[Dataset entries]

####

// src/normalize.rs

use std::fs;
use std::io;
use std::path::Path;

use indexmap::IndexMap;
use tracing::warn;

use crate::error::ReportError;
use crate::model::{EntityStats, Period, UsageDocument};

/// Rebuild the canonical usage documents from the raw archive tables.
///
/// Each month's `usage.txt` is parsed into the `pretty/usage.json` document
/// the snapshot store consumes. Months without a raw file, or whose file
/// yields no usage rows, are skipped with a warning.
pub fn normalize_range(root: &Path, start: Period, end: Period) -> Result<(), ReportError> {
    for period in start.range_inclusive(end) {
        let raw_path = root.join(period.to_string()).join("usage.txt");
        let raw = match fs::read_to_string(&raw_path) {
            Ok(raw) => raw,
            Err(_) => {
                warn!(%period, path = %raw_path.display(), "no raw usage file, skipping");
                continue;
            }
        };

        let doc = parse_usage_table(&raw);
        if doc.pokemon_data.is_empty() {
            warn!(%period, "raw usage file has no usage rows, skipping");
            continue;
        }

        let pretty_dir = root.join(period.to_string()).join("pretty");
        fs::create_dir_all(&pretty_dir).map_err(|source| ReportError::WriteFile {
            path: pretty_dir.clone(),
            source,
        })?;
        let out = pretty_dir.join("usage.json");
        let text = serde_json::to_string_pretty(&doc).map_err(|e| ReportError::WriteFile {
            path: out.clone(),
            source: io::Error::other(e),
        })?;
        fs::write(&out, text).map_err(|source| ReportError::WriteFile {
            path: out.clone(),
            source,
        })?;
    }
    Ok(())
}

/// Parse one raw archive usage table.
///
/// Data rows look like `| 1 | Tauros | 85.43425% | 3455 | 83.2% | ... |`;
/// header and rule lines fail the rank parse and fall through. Row order
/// carries through into the document so rank order survives serialization.
fn parse_usage_table(raw: &str) -> UsageDocument {
    let mut total_battles: Option<u64> = None;
    let mut entities: IndexMap<String, EntityStats> = IndexMap::new();

    for line in raw.lines() {
        if let Some(rest) = line.trim().strip_prefix("Total battles:") {
            total_battles = rest.trim().parse().ok();
            continue;
        }

        let cols: Vec<&str> = line.split('|').map(str::trim).collect();
        if cols.len() < 5 {
            continue;
        }
        let Ok(rank) = cols[1].parse::<u32>() else {
            continue;
        };
        let name = cols[2];
        if name.is_empty() {
            continue;
        }
        let usage_perc = cols[3].trim_end_matches('%').parse::<f64>().unwrap_or(0.0);
        let raw_count = cols[4].parse::<u64>().ok();
        entities.insert(
            name.to_string(),
            EntityStats {
                rank: Some(rank),
                usage_perc,
                raw_count,
            },
        );
    }

    UsageDocument {
        total_battles,
        pokemon_data: entities,
    }
}

#[cfg(test)]
mod tests {
    use super::*;
    use crate::store::SnapshotStore;
    use tempfile::TempDir;

    const SAMPLE: &str = "\
 Total battles: 4160
 Avg. weight/team: 0.654
 + ---- + ------------------ + --------- + ------ + ------- + ------ + ------- +
 | Rank | Pokemon            | Usage %   | Raw    | %       | Real   | %       |
 + ---- + ------------------ + --------- + ------ + ------- + ------ + ------- +
 | 1    | Tauros             | 85.43425% | 3455   | 83.234% | 3123   | 80.1%   |
 | 2    | Snorlax            | 60.10000% | 2430   | 58.552% | 2201   | 56.4%   |
 | 3    | Chansey            | 55.00000% | 2224   | 53.589% | 2005   | 51.4%   |
 + ---- + ------------------ + --------- + ------ + ------- + ------ + ------- +
";

    fn period(s: &str) -> Period {
        s.parse().unwrap()
    }

    #[test]
    fn parses_rows_in_rank_order() {
        let doc = parse_usage_table(SAMPLE);
        let names: Vec<&str> = doc.pokemon_data.keys().map(String::as_str).collect();
        assert_eq!(names, ["Tauros", "Snorlax", "Chansey"]);
        assert_eq!(doc.pokemon_data["Tauros"].usage_perc, 85.43425);
        assert_eq!(doc.pokemon_data["Snorlax"].rank, Some(2));
        assert_eq!(doc.pokemon_data["Chansey"].raw_count, Some(2224));
        assert_eq!(doc.total_battles, Some(4160));
    }

    #[test]
    fn header_and_rule_lines_are_ignored() {
        let doc = parse_usage_table(
            " + ---- + ----- +\n | Rank | Pokemon | Usage % | Raw | % |\n + ---- + ----- +\n",
        );
        assert!(doc.pokemon_data.is_empty());
    }

    #[test]
    fn normalized_document_feeds_the_store() {
        let tmp = TempDir::new().unwrap();
        let month_dir = tmp.path().join("2023-01");
        fs::create_dir_all(&month_dir).unwrap();
        fs::write(month_dir.join("usage.txt"), SAMPLE).unwrap();

        normalize_range(tmp.path(), period("2023-01"), period("2023-01")).unwrap();

        let store = SnapshotStore::new(tmp.path());
        let records = store.load(period("2023-01"));
        assert_eq!(records.len(), 3);
        assert_eq!(records[0].name, "Tauros");
        assert_eq!(records[0].usage_perc, 85.43425);
    }

    #[test]
    fn months_without_raw_files_are_skipped() {
        let tmp = TempDir::new().unwrap();
        normalize_range(tmp.path(), period("2023-01"), period("2023-03")).unwrap();
        assert!(!tmp.path().join("2023-01").exists());
    }
}
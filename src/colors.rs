// src/colors.rs

use std::collections::{BTreeMap, HashMap};
use std::fs;
use std::io;
use std::path::Path;

use palette::{FromColor, Lch, Srgb};
use rand::rngs::StdRng;
use rand::{Rng, SeedableRng};
use serde_json::Value;
use tracing::warn;

/// RGB color assigned to one entity, stable for a whole render pass.
pub type Color = Srgb<u8>;

// Hand-picked from each design's palette.
fn seed_palette() -> Vec<(&'static str, Color)> {
    vec![
        ("Tauros", Srgb::new(0xDE, 0xA4, 0x4A)),
        ("Exeggutor", Srgb::new(0x73, 0xAC, 0x31)),
        ("Chansey", Srgb::new(0xFF, 0xAC, 0xAC)),
        ("Starmie", Srgb::new(0x8B, 0x73, 0xBD)),
        ("Snorlax", Srgb::new(0xE6, 0xC5, 0xAC)),
        ("Alakazam", Srgb::new(0xCD, 0xB4, 0x10)),
        ("Golem", Srgb::new(0x9C, 0x8B, 0x52)),
        ("Slowbro", Srgb::new(0xFF, 0x94, 0x94)),
        ("Jynx", Srgb::new(0xF6, 0x31, 0x5A)),
        ("Rhydon", Srgb::new(0x8B, 0x8B, 0x94)),
        ("Lapras", Srgb::new(0x39, 0x7B, 0xA4)),
        ("Jolteon", Srgb::new(0xFF, 0xDE, 0x52)),
        ("Gengar", Srgb::new(0x5A, 0x4A, 0x9C)),
        ("Zapdos", Srgb::new(0xD5, 0xAC, 0x08)),
        ("Machamp", Srgb::new(0x83, 0x8B, 0x94)),
        ("Victreebel", Srgb::new(0x8B, 0xC5, 0x7B)),
        ("Cloyster", Srgb::new(0xAC, 0x7B, 0xBD)),
        ("Dragonite", Srgb::new(0xEE, 0x9C, 0x39)),
        ("Hypno", Srgb::new(0xF6, 0xDE, 0x00)),
    ]
}

/// Entity → color registry with a curated seed and deterministic growth.
///
/// The registry is passed explicitly into the renderer; within one run the
/// same name always resolves to the same color. The caller decides whether
/// the grown registry is written back to disk afterwards.
pub struct ColorRegistry {
    colors: HashMap<String, Color>,
    generated: usize,
    rng: StdRng,
}

impl ColorRegistry {
    pub fn seeded() -> Self {
        let colors = seed_palette()
            .into_iter()
            .map(|(name, c)| (name.to_string(), c))
            .collect();
        Self {
            colors,
            generated: 0,
            rng: StdRng::seed_from_u64(42), // Seed for deterministic colors
        }
    }

    /// Number of names with an assigned color (seeded, loaded, generated).
    pub fn color_count(&self) -> usize {
        self.colors.len()
    }

    /// How many colors this run generated for previously unseen names.
    pub fn newly_generated(&self) -> usize {
        self.generated
    }

    /// Color for `name`, generating and recording one on first encounter.
    pub fn resolve(&mut self, name: &str) -> Color {
        if let Some(c) = self.colors.get(name) {
            return *c;
        }
        let c = self.generate();
        self.colors.insert(name.to_string(), c);
        self.generated += 1;
        c
    }

    // Bright random hue at fixed lightness and chroma. A few rejection
    // rounds keep a fresh color from landing on an exact duplicate of an
    // existing assignment.
    fn generate(&mut self) -> Color {
        let mut color = self.random_color();
        for _ in 0..16 {
            if !self.colors.values().any(|&existing| existing == color) {
                break;
            }
            color = self.random_color();
        }
        color
    }

    fn random_color(&mut self) -> Color {
        let hue = self.rng.gen_range(0.0f32..360.0f32);
        let srgb: Srgb<f32> = Srgb::from_color(Lch::new(70.0f32, 80.0f32, hue));
        let (r, g, b) = srgb.into_components();
        Srgb::new((r * 255.0f32) as u8, (g * 255.0f32) as u8, (b * 255.0f32) as u8)
    }

    /// Merge a palette file (JSON map of name → "#RRGGBB") over the seed.
    ///
    /// An absent or malformed file leaves the registry as seeded; bad
    /// individual entries are skipped.
    pub fn load_overrides(&mut self, path: &Path) {
        let raw = match fs::read_to_string(path) {
            Ok(raw) => raw,
            Err(_) => {
                warn!(path = %path.display(), "no palette file, using seed colors only");
                return;
            }
        };
        let doc: Value = match serde_json::from_str(&raw) {
            Ok(doc) => doc,
            Err(e) => {
                warn!(path = %path.display(), error = %e, "unparsable palette file, ignoring");
                return;
            }
        };
        let Some(entries) = doc.as_object() else {
            warn!(path = %path.display(), "palette file is not a map, ignoring");
            return;
        };
        for (name, value) in entries {
            match value.as_str().and_then(parse_hex) {
                Some(color) => {
                    self.colors.insert(name.clone(), color);
                }
                None => warn!(name = %name, "palette entry is not a #RRGGBB string, skipping"),
            }
        }
    }

    /// Write the full registry (seed, loaded, and generated entries) as a
    /// JSON map, sorted by name for stable diffs.
    pub fn save(&self, path: &Path) -> io::Result<()> {
        let map: BTreeMap<&str, String> = self
            .colors
            .iter()
            .map(|(name, &c)| (name.as_str(), to_hex(c)))
            .collect();
        let text = serde_json::to_string_pretty(&map).map_err(io::Error::other)?;
        fs::write(path, text)
    }
}

pub fn to_hex(c: Color) -> String {
    format!("#{:02X}{:02X}{:02X}", c.red, c.green, c.blue)
}

fn parse_hex(s: &str) -> Option<Color> {
    let s = s.strip_prefix('#')?;
    if s.len() != 6 {
        return None;
    }
    let r = u8::from_str_radix(&s[0..2], 16).ok()?;
    let g = u8::from_str_radix(&s[2..4], 16).ok()?;
    let b = u8::from_str_radix(&s[4..6], 16).ok()?;
    Some(Srgb::new(r, g, b))
}

#[cfg(test)]
mod tests {
    use super::*;
    use tempfile::TempDir;

    #[test]
    fn curated_seed_is_present() {
        let mut registry = ColorRegistry::seeded();
        assert_eq!(registry.color_count(), 19);
        assert_eq!(registry.resolve("Tauros"), Srgb::new(0xDE, 0xA4, 0x4A));
        assert_eq!(registry.resolve("Hypno"), Srgb::new(0xF6, 0xDE, 0x00));
        assert_eq!(registry.newly_generated(), 0);
    }

    #[test]
    fn same_name_resolves_to_same_color() {
        let mut registry = ColorRegistry::seeded();
        let first = registry.resolve("Mewtwo");
        let second = registry.resolve("Mewtwo");
        assert_eq!(first, second);
        assert_eq!(registry.newly_generated(), 1);
    }

    #[test]
    fn seeded_names_do_not_generate() {
        let mut registry = ColorRegistry::seeded();
        let c = registry.resolve("Snorlax");
        assert_eq!(c, Srgb::new(0xE6, 0xC5, 0xAC));
        assert_eq!(registry.newly_generated(), 0);
    }

    #[test]
    fn distinct_new_names_get_distinct_colors() {
        let mut registry = ColorRegistry::seeded();
        let a = registry.resolve("Mew");
        let b = registry.resolve("Ditto");
        assert_ne!(a, b);
    }

    #[test]
    fn hex_round_trip() {
        let c = parse_hex("#DEA44A").unwrap();
        assert_eq!(to_hex(c), "#DEA44A");
        assert!(parse_hex("DEA44A").is_none());
        assert!(parse_hex("#XYZ123").is_none());
        assert!(parse_hex("#FFF").is_none());
    }

    #[test]
    fn palette_file_round_trip() {
        let tmp = TempDir::new().unwrap();
        let path = tmp.path().join("palette.json");

        let mut registry = ColorRegistry::seeded();
        let generated = registry.resolve("Articuno");
        registry.save(&path).unwrap();

        let mut reloaded = ColorRegistry::seeded();
        reloaded.load_overrides(&path);
        assert_eq!(reloaded.resolve("Articuno"), generated);
        assert_eq!(reloaded.resolve("Tauros"), Srgb::new(0xDE, 0xA4, 0x4A));
        assert_eq!(reloaded.newly_generated(), 0);
    }

    #[test]
    fn malformed_palette_file_leaves_seed_intact() {
        let tmp = TempDir::new().unwrap();
        let path = tmp.path().join("palette.json");
        fs::write(&path, "][ not json").unwrap();

        let mut registry = ColorRegistry::seeded();
        registry.load_overrides(&path);
        assert_eq!(registry.color_count(), 19);
    }
}
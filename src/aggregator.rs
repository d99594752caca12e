// src/aggregator.rs

use std::cmp::Ordering;
use std::collections::BTreeMap;

use indicatif::{ParallelProgressIterator, ProgressBar};
use rayon::prelude::*;

use crate::model::{AppearanceTally, Period, RankingTable};
use crate::store::SnapshotStore;

/// Build the month-by-month top-N table for an inclusive period range.
///
/// Every month in the range gets a key, empty when no snapshot exists, so
/// downstream consumers see a uniform chronology. Months load in parallel;
/// the table is keyed chronologically regardless of load order.
pub fn build_ranking_table(
    store: &SnapshotStore,
    start: Period,
    end: Period,
    top_n: usize,
) -> RankingTable {
    let periods: Vec<Period> = start.range_inclusive(end).collect();

    let bar = ProgressBar::new(periods.len() as u64);
    bar.set_message("Loading monthly snapshots");

    periods
        .into_par_iter()
        .progress_with(bar)
        .map(|period| {
            let mut records = store.load(period);
            // Stable sort: equal shares keep document order.
            records.sort_by(|a, b| {
                b.usage_perc
                    .partial_cmp(&a.usage_perc)
                    .unwrap_or(Ordering::Equal)
            });
            records.truncate(top_n);
            (period, records)
        })
        .collect::<BTreeMap<_, _>>()
}

/// Count, per entity, the months in which it placed in the top N.
///
/// Entities that never ranked are absent rather than carried with a zero.
pub fn tally_appearances(table: &RankingTable) -> AppearanceTally {
    let mut tally = AppearanceTally::new();
    for entry in table.values() {
        for record in entry {
            *tally.entry(record.name.clone()).or_insert(0) += 1;
        }
    }
    tally
}

/// Appearance counts ordered for display: most frequent first, ties by name.
pub fn top_entities_by_appearance(tally: &AppearanceTally) -> Vec<(String, usize)> {
    let mut out: Vec<(String, usize)> = tally.iter().map(|(n, &c)| (n.clone(), c)).collect();
    out.sort_by(|a, b| b.1.cmp(&a.1).then_with(|| a.0.cmp(&b.0)));
    out
}
// src/fetch.rs

use std::fs;
use std::path::PathBuf;
use std::time::Duration;

use indicatif::ProgressBar;
use reqwest::blocking::Client;
use tracing::{info, warn};

use crate::error::ReportError;
use crate::model::Period;

const STATS_BASE: &str = "https://www.smogon.com/stats/";

/// Downloads raw monthly stat files from the Smogon archive.
///
/// The archive has holes (formats come and go, months are missing), so a
/// file the server does not have is skipped with a warning and the walk
/// continues.
pub struct StatsFetcher {
    client: Client,
    root: PathBuf,
    form_rank: String,
}

impl StatsFetcher {
    pub fn new(root: impl Into<PathBuf>, form_rank: impl Into<String>) -> Result<Self, ReportError> {
        let client = Client::builder()
            .timeout(Duration::from_secs(30))
            .user_agent(concat!("usage-charts/", env!("CARGO_PKG_VERSION")))
            .build()?;
        Ok(Self {
            client,
            root: root.into(),
            form_rank: form_rank.into(),
        })
    }

    /// Fetch the usage, moveset, and leads files for every month in the
    /// inclusive range.
    pub fn fetch_range(&self, start: Period, end: Period) -> Result<(), ReportError> {
        let periods: Vec<Period> = start.range_inclusive(end).collect();
        let bar = ProgressBar::new(periods.len() as u64);
        bar.set_message("Downloading stats");

        for period in periods {
            info!("processing files for {}", period.long_label());
            let dir = self.root.join(period.to_string());
            fs::create_dir_all(&dir).map_err(|source| ReportError::WriteFile {
                path: dir.clone(),
                source,
            })?;
            for (url, filename) in month_urls(&self.form_rank, period) {
                self.fetch_one(&url, dir.join(filename));
            }
            bar.inc(1);
        }
        bar.finish_with_message("Downloads complete");
        Ok(())
    }

    fn fetch_one(&self, url: &str, dest: PathBuf) {
        match self.client.get(url).send() {
            Ok(resp) if resp.status().is_success() => match resp.bytes() {
                Ok(body) => {
                    if let Err(e) = fs::write(&dest, &body) {
                        warn!(url, path = %dest.display(), error = %e, "could not save downloaded file");
                    }
                }
                Err(e) => warn!(url, error = %e, "failed reading response body"),
            },
            Ok(resp) => warn!(url, status = %resp.status(), "archive has no file for this month"),
            Err(e) => warn!(url, error = %e, "request failed"),
        }
    }
}

/// The three archive files for one month, as (url, local filename) pairs.
fn month_urls(form_rank: &str, period: Period) -> [(String, &'static str); 3] {
    [
        (
            format!("{STATS_BASE}{period}/{form_rank}.txt"),
            "usage.txt",
        ),
        (
            format!("{STATS_BASE}{period}/moveset/{form_rank}.txt"),
            "moveset.txt",
        ),
        (
            format!("{STATS_BASE}{period}/leads/{form_rank}.txt"),
            "leads.txt",
        ),
    ]
}
// src/main.rs

mod aggregator;
mod cli;
mod colors;
mod error;
mod fetch;
mod model;
mod normalize;
mod renderer;
mod store;

use anyhow::{bail, Context, Result};
use clap::Parser;
use std::time::Instant;
use tracing::info;
use tracing_subscriber::EnvFilter;

use cli::Args;
use colors::ColorRegistry;
use fetch::StatsFetcher;
use store::SnapshotStore;

fn main() -> Result<()> {
    tracing_subscriber::fmt()
        .with_env_filter(EnvFilter::try_from_default_env().unwrap_or_else(|_| EnvFilter::new("info")))
        .init();

    let args = Args::parse();
    if args.start > args.end {
        bail!("start month {} is after end month {}", args.start, args.end);
    }
    let start_time = Instant::now();
    let stats_root = args.stats_root();

    if args.download {
        let fetcher = StatsFetcher::new(&stats_root, args.form_rank())?;
        fetcher.fetch_range(args.start, args.end)?;
    }
    if args.normalize {
        normalize::normalize_range(&stats_root, args.start, args.end)?;
    }

    let store = SnapshotStore::new(&stats_root);
    let table = aggregator::build_ranking_table(&store, args.start, args.end, args.top);
    let months_with_data = table.values().filter(|entry| !entry.is_empty()).count();
    println!(
        "Aggregation finished in {:.2?}. {} of {} months have usage data.",
        start_time.elapsed(),
        months_with_data,
        table.len()
    );

    let tally = aggregator::tally_appearances(&table);
    println!("Top-{} appearances across {} months:", args.top, table.len());
    for (name, count) in aggregator::top_entities_by_appearance(&tally) {
        println!("{name}: {count}");
    }

    let mut registry = ColorRegistry::seeded();
    if let Some(path) = &args.palette {
        registry.load_overrides(path);
        info!(colors = registry.color_count(), "palette loaded");
    }

    println!("Starting page rendering...");
    let render_start = Instant::now();
    let pages = renderer::render(&table, &mut registry, args.graph_dir().as_deref())?;
    println!(
        "Rendering finished in {:.2?}. Produced {} pages.",
        render_start.elapsed(),
        pages.len()
    );
    for page in &pages {
        if let Some(path) = &page.path {
            println!("  {}", path.display());
        }
    }

    if let Some(path) = &args.palette {
        registry
            .save(path)
            .with_context(|| format!("cannot write palette {}", path.display()))?;
        info!(new_colors = registry.newly_generated(), "palette updated");
    }

    println!("Total time: {:.2?}", start_time.elapsed());
    Ok(())
}
// src/store.rs

use std::fs;
use std::path::{Path, PathBuf};

use tracing::warn;

use crate::model::{Period, RecordSet, UsageDocument, UsageRecord};

/// Reads the canonical per-month usage documents from the stats tree.
///
/// Gaps in the historical record are expected, not a fault: a missing or
/// unreadable document for a month degrades to an empty record set, as does
/// a document that parses but carries no entity mapping.
pub struct SnapshotStore {
    root: PathBuf,
}

impl SnapshotStore {
    pub fn new(root: impl Into<PathBuf>) -> Self {
        Self { root: root.into() }
    }

    /// Location of the canonical document for one month.
    pub fn document_path(&self, period: Period) -> PathBuf {
        self.root
            .join(period.to_string())
            .join("pretty")
            .join("usage.json")
    }

    /// Load the record set for `period`, preserving document order.
    ///
    /// A record without a `usage_perc` field counts as 0.0.
    pub fn load(&self, period: Period) -> RecordSet {
        let path = self.document_path(period);
        let raw = match fs::read_to_string(&path) {
            Ok(raw) => raw,
            Err(_) => {
                warn!(%period, path = %path.display(), "no usage document for month");
                return Vec::new();
            }
        };
        let doc: UsageDocument = match serde_json::from_str(&raw) {
            Ok(doc) => doc,
            Err(e) => {
                warn!(%period, error = %e, "unparsable usage document, treating as missing");
                return Vec::new();
            }
        };
        if doc.pokemon_data.is_empty() {
            warn!(%period, "usage document carries no usage records");
            return Vec::new();
        }
        doc.pokemon_data
            .into_iter()
            .map(|(name, stats)| UsageRecord {
                name,
                usage_perc: stats.usage_perc,
            })
            .collect()
    }
}

#[cfg(test)]
mod tests {
    use super::*;
    use serde_json::json;
    use tempfile::TempDir;

    fn period(s: &str) -> Period {
        s.parse().unwrap()
    }

    fn write_doc(root: &Path, month: &str, text: &str) {
        let dir = root.join(month).join("pretty");
        fs::create_dir_all(&dir).unwrap();
        fs::write(dir.join("usage.json"), text).unwrap();
    }

    #[test]
    fn missing_document_yields_empty() {
        let tmp = TempDir::new().unwrap();
        let store = SnapshotStore::new(tmp.path());
        assert!(store.load(period("2023-01")).is_empty());
    }

    #[test]
    fn unparsable_document_yields_empty() {
        let tmp = TempDir::new().unwrap();
        write_doc(tmp.path(), "2023-01", "{not json");
        let store = SnapshotStore::new(tmp.path());
        assert!(store.load(period("2023-01")).is_empty());
    }

    #[test]
    fn document_without_mapping_yields_empty() {
        let tmp = TempDir::new().unwrap();
        write_doc(tmp.path(), "2023-01", r#"{"total_battles": 4160}"#);
        let store = SnapshotStore::new(tmp.path());
        assert!(store.load(period("2023-01")).is_empty());
    }

    #[test]
    fn missing_share_defaults_to_zero() {
        let tmp = TempDir::new().unwrap();
        let doc = json!({"pokemon_data": {"Tauros": {"rank": 1}}});
        write_doc(tmp.path(), "2023-01", &doc.to_string());
        let store = SnapshotStore::new(tmp.path());
        let records = store.load(period("2023-01"));
        assert_eq!(records.len(), 1);
        assert_eq!(records[0].name, "Tauros");
        assert_eq!(records[0].usage_perc, 0.0);
    }

    #[test]
    fn records_keep_document_order() {
        let tmp = TempDir::new().unwrap();
        let doc = json!({"pokemon_data": {
            "Snorlax": {"usage_perc": 60.1},
            "Tauros": {"usage_perc": 85.4},
            "Chansey": {"usage_perc": 55.0}
        }});
        write_doc(tmp.path(), "2023-01", &doc.to_string());
        let store = SnapshotStore::new(tmp.path());
        let names: Vec<String> = store
            .load(period("2023-01"))
            .into_iter()
            .map(|r| r.name)
            .collect();
        assert_eq!(names, ["Snorlax", "Tauros", "Chansey"]);
    }
}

####

§ Work order
Search the data and copy each line containing "model".

§ Reply
use crate::model::{EntityStats, Period, UsageDocument};
use crate::model::{AppearanceTally, Period, RankingTable};
use crate::model::Period;
mod model;
use crate::model::{Period, RecordSet, UsageDocument, UsageRecord};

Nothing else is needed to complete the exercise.